What you have to do - Go through the entries below and copy every line that holds the word "message".

Input records -

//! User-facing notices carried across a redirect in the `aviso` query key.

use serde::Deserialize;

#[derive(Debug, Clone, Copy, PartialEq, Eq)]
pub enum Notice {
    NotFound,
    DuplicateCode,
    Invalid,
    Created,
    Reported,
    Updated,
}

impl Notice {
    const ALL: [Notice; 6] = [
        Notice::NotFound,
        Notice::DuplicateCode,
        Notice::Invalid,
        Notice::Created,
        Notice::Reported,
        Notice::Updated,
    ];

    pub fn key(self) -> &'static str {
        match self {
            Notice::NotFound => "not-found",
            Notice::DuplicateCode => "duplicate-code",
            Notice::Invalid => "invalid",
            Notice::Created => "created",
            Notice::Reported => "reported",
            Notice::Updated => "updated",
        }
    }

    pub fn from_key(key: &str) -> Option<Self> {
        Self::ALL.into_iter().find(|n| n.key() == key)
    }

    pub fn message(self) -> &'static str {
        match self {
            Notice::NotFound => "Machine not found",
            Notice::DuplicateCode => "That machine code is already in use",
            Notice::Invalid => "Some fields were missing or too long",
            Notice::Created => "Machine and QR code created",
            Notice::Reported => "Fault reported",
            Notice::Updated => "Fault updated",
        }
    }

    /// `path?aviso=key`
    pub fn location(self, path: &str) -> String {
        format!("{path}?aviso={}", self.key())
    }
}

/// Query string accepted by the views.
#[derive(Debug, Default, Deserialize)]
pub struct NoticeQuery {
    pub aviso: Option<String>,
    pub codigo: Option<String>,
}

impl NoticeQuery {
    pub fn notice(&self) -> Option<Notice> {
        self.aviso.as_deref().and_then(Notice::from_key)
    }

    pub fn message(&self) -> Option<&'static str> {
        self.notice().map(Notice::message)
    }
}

--

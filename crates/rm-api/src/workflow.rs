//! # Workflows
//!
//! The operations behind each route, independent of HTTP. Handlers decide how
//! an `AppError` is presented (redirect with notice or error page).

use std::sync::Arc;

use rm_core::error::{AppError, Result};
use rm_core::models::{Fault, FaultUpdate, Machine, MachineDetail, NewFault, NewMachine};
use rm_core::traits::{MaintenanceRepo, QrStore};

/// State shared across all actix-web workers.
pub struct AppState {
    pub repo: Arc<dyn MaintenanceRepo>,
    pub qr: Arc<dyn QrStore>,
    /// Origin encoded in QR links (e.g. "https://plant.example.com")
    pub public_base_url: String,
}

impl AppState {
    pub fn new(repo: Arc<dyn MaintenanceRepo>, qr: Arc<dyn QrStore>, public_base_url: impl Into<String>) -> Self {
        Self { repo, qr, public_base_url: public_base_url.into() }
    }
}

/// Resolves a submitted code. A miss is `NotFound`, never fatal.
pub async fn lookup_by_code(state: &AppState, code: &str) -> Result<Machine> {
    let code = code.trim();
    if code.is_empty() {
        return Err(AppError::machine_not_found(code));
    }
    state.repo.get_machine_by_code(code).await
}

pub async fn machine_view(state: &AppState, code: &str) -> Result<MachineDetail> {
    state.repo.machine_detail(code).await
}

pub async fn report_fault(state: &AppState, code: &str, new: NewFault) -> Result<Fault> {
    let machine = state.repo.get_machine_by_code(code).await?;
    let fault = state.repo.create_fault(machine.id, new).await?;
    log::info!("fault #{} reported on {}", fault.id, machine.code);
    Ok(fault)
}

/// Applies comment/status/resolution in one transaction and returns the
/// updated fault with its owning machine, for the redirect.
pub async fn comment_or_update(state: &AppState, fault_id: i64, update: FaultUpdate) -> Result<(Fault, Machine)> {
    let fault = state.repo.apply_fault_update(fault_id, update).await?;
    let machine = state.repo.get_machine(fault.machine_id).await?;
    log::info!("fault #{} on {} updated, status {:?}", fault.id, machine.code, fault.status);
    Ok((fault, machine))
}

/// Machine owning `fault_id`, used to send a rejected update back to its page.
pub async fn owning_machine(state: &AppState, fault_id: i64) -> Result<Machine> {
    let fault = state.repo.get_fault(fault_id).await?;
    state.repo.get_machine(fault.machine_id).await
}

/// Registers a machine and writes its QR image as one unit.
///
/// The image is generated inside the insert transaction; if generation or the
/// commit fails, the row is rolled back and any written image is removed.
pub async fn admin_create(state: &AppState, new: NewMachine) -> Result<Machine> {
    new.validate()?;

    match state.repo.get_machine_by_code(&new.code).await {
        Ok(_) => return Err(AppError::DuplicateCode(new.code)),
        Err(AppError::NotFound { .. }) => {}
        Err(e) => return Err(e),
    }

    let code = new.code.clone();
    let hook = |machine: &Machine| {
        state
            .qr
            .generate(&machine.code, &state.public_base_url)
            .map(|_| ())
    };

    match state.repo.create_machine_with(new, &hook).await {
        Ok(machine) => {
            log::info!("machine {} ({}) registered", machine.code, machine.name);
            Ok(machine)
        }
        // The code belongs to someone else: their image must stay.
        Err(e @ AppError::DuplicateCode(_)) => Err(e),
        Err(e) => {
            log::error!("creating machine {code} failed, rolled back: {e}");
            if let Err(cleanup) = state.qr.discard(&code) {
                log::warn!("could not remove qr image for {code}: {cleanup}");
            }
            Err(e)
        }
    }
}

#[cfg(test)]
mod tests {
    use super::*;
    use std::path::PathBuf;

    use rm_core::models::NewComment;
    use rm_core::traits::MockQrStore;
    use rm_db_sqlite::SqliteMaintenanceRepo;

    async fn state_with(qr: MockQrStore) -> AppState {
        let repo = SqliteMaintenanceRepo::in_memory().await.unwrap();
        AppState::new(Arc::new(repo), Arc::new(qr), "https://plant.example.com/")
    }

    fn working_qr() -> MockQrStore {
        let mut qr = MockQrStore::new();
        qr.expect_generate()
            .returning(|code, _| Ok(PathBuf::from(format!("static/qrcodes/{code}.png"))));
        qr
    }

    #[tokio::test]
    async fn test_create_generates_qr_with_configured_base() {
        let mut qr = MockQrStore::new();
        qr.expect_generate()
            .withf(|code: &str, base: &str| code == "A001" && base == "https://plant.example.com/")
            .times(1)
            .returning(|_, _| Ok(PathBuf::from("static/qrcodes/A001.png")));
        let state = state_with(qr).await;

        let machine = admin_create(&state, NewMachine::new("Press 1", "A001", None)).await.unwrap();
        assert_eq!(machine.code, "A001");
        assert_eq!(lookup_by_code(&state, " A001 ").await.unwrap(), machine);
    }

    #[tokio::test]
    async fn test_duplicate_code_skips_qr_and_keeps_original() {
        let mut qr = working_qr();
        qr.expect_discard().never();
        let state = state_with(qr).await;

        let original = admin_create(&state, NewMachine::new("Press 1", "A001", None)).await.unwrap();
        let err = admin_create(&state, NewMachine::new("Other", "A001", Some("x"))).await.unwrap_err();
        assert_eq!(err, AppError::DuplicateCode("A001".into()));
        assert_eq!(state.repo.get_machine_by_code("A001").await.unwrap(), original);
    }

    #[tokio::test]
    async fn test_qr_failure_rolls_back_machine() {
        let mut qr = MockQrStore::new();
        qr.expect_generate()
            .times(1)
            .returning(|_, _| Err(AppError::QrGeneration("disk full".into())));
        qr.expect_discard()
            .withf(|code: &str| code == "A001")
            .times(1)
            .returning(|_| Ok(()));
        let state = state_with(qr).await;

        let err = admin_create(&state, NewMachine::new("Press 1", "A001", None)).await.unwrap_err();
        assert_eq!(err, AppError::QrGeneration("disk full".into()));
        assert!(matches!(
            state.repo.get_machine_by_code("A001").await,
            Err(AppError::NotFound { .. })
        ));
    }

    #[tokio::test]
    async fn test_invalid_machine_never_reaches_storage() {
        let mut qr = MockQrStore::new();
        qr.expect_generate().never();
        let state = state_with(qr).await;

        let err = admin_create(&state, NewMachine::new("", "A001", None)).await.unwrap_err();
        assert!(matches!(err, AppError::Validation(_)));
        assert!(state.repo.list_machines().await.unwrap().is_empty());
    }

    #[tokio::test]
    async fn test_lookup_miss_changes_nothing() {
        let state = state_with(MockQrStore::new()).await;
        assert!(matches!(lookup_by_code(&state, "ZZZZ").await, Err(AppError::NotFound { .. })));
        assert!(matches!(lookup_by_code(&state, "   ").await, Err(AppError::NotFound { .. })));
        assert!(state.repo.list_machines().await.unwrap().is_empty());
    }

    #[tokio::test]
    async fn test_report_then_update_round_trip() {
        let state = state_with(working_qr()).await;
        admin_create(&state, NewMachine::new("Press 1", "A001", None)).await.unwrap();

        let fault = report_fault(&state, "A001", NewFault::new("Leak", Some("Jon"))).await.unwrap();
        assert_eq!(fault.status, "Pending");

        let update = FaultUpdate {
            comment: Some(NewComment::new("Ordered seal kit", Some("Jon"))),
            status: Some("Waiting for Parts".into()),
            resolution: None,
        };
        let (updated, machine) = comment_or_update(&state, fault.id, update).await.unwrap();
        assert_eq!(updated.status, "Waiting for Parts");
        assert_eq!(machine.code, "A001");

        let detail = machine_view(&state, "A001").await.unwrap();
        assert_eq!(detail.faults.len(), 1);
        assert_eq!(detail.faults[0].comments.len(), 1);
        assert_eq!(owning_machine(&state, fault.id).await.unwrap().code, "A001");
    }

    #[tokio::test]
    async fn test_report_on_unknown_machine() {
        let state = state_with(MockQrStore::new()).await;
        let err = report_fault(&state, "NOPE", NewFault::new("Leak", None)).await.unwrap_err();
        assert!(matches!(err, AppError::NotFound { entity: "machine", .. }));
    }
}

--

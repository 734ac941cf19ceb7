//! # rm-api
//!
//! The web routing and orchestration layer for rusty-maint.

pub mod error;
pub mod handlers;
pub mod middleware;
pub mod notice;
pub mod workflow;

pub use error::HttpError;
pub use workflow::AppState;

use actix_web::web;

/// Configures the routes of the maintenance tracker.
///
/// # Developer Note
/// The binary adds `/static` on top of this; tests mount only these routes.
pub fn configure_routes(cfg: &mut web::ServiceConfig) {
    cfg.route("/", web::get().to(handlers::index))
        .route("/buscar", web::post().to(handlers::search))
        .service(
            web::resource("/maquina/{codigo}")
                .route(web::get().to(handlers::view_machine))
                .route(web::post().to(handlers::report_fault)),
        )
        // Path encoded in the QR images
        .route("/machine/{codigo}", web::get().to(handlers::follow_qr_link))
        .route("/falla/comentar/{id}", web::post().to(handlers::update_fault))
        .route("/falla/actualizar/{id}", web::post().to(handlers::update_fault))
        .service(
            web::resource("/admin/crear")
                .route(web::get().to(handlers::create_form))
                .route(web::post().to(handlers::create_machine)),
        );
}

Task output -
    pub fn message(self) -> &'static str {
    pub fn message(&self) -> Option<&'static str> {
        self.notice().map(Notice::message)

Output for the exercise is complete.